From the records below, copy each line that has the word "routing" in it.

::::

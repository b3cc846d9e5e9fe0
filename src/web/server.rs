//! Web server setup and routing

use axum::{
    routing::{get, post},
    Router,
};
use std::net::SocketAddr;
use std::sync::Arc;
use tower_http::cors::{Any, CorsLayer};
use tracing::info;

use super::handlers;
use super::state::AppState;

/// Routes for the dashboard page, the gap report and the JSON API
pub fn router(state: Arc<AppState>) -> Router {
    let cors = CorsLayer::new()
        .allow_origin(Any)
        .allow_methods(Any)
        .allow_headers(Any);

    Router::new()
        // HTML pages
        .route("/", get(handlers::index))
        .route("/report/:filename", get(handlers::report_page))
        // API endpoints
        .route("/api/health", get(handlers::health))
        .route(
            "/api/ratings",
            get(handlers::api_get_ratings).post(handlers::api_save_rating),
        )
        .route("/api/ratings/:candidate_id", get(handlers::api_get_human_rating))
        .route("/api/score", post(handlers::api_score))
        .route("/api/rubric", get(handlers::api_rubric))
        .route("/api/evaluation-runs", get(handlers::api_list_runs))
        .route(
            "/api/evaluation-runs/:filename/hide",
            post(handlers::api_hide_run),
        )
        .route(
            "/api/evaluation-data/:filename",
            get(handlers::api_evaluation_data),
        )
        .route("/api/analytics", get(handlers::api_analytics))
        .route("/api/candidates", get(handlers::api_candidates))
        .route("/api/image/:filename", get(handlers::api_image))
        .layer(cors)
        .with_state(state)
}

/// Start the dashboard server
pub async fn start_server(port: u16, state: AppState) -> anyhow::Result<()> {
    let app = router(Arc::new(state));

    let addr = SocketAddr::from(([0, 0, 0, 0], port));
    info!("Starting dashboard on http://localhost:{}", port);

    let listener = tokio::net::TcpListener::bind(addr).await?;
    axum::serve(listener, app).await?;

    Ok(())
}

::::

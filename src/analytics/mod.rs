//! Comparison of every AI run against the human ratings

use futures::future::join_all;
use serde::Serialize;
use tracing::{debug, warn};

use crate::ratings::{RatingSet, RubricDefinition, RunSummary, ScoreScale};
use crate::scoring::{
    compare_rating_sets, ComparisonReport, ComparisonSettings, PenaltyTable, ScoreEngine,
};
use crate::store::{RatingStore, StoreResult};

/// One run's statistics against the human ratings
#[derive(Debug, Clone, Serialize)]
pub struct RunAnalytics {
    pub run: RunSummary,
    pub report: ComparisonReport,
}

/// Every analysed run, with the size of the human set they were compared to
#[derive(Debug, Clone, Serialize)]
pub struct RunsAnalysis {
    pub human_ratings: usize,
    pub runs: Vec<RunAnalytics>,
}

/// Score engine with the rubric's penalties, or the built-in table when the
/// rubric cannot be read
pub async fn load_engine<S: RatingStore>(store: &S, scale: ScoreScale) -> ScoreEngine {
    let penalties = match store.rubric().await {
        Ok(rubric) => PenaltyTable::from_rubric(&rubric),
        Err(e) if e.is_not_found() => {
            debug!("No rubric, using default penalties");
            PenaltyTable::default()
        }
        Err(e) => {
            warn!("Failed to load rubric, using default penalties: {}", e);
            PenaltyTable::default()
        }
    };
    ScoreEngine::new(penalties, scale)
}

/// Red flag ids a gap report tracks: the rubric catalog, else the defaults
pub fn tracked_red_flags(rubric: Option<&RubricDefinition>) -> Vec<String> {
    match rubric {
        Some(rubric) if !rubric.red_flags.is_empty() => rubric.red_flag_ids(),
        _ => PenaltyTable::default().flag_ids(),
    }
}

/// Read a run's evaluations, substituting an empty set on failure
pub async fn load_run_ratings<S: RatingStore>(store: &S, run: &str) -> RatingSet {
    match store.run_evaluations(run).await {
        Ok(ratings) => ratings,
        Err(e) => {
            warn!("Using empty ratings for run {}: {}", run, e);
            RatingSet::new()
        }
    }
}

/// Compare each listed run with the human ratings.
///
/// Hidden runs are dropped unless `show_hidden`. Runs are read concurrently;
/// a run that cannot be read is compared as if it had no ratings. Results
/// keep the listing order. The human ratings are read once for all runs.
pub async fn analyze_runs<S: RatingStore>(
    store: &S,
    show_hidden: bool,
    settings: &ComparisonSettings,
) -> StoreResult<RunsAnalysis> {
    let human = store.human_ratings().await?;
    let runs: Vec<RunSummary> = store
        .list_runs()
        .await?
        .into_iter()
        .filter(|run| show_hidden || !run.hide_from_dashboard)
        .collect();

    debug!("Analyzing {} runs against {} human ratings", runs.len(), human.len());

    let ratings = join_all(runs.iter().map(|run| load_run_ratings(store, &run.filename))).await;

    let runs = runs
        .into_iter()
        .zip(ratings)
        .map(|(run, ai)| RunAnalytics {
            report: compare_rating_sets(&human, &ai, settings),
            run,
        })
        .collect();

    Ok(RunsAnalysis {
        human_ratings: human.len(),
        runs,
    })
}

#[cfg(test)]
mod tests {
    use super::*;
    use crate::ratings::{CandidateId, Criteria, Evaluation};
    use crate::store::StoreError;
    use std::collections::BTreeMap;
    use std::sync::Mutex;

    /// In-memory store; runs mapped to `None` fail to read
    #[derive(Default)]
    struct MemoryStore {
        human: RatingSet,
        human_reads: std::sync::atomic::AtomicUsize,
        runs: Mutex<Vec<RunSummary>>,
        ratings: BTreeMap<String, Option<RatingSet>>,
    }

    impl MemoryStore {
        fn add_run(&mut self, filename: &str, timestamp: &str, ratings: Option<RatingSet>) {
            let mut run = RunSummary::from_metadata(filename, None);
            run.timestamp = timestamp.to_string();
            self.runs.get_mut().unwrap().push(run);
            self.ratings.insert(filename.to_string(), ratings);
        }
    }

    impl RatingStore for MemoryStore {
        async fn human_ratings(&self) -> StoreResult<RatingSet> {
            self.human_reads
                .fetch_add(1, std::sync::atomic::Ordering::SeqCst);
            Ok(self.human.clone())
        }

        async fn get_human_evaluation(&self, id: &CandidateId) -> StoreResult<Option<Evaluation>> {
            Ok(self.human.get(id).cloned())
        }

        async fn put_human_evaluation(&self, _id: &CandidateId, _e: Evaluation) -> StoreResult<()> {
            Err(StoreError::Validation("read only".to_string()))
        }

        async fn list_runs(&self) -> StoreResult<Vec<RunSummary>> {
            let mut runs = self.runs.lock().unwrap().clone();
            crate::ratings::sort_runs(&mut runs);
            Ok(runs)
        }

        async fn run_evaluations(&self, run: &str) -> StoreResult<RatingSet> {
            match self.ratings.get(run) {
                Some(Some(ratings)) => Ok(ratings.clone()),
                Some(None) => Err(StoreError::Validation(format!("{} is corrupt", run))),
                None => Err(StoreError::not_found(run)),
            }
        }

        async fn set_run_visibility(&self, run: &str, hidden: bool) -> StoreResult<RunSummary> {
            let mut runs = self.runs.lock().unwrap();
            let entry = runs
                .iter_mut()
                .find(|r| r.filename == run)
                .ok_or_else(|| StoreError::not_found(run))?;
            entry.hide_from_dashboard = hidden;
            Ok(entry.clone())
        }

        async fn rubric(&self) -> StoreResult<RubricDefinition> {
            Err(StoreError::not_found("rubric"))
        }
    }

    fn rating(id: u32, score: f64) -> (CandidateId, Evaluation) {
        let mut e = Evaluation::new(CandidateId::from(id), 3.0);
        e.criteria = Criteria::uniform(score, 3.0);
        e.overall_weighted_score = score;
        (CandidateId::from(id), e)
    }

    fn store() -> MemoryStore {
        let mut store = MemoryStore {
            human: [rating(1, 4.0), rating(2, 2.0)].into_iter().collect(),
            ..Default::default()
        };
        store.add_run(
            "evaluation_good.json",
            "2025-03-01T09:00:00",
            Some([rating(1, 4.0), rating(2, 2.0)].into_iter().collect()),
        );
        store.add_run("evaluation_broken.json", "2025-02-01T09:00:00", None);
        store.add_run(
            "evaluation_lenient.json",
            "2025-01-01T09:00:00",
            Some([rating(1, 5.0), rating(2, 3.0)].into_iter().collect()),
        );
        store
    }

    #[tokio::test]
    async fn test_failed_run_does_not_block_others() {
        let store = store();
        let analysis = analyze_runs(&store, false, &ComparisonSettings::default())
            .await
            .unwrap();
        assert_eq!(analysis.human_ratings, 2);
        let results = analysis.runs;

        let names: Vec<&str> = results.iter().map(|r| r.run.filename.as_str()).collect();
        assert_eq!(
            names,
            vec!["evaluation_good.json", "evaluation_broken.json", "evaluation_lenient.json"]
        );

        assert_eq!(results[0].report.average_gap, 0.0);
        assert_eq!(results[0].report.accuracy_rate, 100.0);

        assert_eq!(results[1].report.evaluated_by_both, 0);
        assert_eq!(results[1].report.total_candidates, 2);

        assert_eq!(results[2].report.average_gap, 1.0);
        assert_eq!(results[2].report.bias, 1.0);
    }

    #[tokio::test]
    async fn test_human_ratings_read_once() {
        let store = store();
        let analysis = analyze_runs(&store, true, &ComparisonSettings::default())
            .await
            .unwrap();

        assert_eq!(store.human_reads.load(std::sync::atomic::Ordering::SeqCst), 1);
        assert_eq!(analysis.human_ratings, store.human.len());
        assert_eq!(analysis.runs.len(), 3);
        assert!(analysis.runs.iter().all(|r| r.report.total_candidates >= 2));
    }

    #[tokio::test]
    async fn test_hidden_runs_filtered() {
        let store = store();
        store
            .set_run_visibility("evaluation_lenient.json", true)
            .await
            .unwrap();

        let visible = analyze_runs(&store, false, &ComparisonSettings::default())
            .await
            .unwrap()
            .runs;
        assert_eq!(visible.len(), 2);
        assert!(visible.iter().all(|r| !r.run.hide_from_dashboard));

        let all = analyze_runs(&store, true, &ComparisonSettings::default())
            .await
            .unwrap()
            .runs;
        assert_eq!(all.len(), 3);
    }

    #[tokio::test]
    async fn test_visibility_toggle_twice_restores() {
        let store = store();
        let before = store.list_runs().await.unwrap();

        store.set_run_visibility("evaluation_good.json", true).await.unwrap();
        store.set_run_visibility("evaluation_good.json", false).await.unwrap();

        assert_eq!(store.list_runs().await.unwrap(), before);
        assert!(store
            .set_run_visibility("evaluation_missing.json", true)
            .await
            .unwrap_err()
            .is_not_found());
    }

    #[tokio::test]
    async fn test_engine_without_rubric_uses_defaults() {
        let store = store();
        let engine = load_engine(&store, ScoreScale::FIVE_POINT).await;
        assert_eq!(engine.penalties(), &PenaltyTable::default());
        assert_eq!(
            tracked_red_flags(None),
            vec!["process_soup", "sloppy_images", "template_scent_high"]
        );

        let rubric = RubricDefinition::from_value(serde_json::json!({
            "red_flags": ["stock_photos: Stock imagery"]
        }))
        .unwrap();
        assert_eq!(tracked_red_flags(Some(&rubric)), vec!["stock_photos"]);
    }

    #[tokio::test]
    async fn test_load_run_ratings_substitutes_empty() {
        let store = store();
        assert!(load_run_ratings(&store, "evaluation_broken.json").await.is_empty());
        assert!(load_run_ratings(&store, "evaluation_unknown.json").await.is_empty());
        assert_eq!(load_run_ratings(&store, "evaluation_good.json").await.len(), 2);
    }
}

::::

Your response:
//! Web server setup and routing
    routing::{get, post},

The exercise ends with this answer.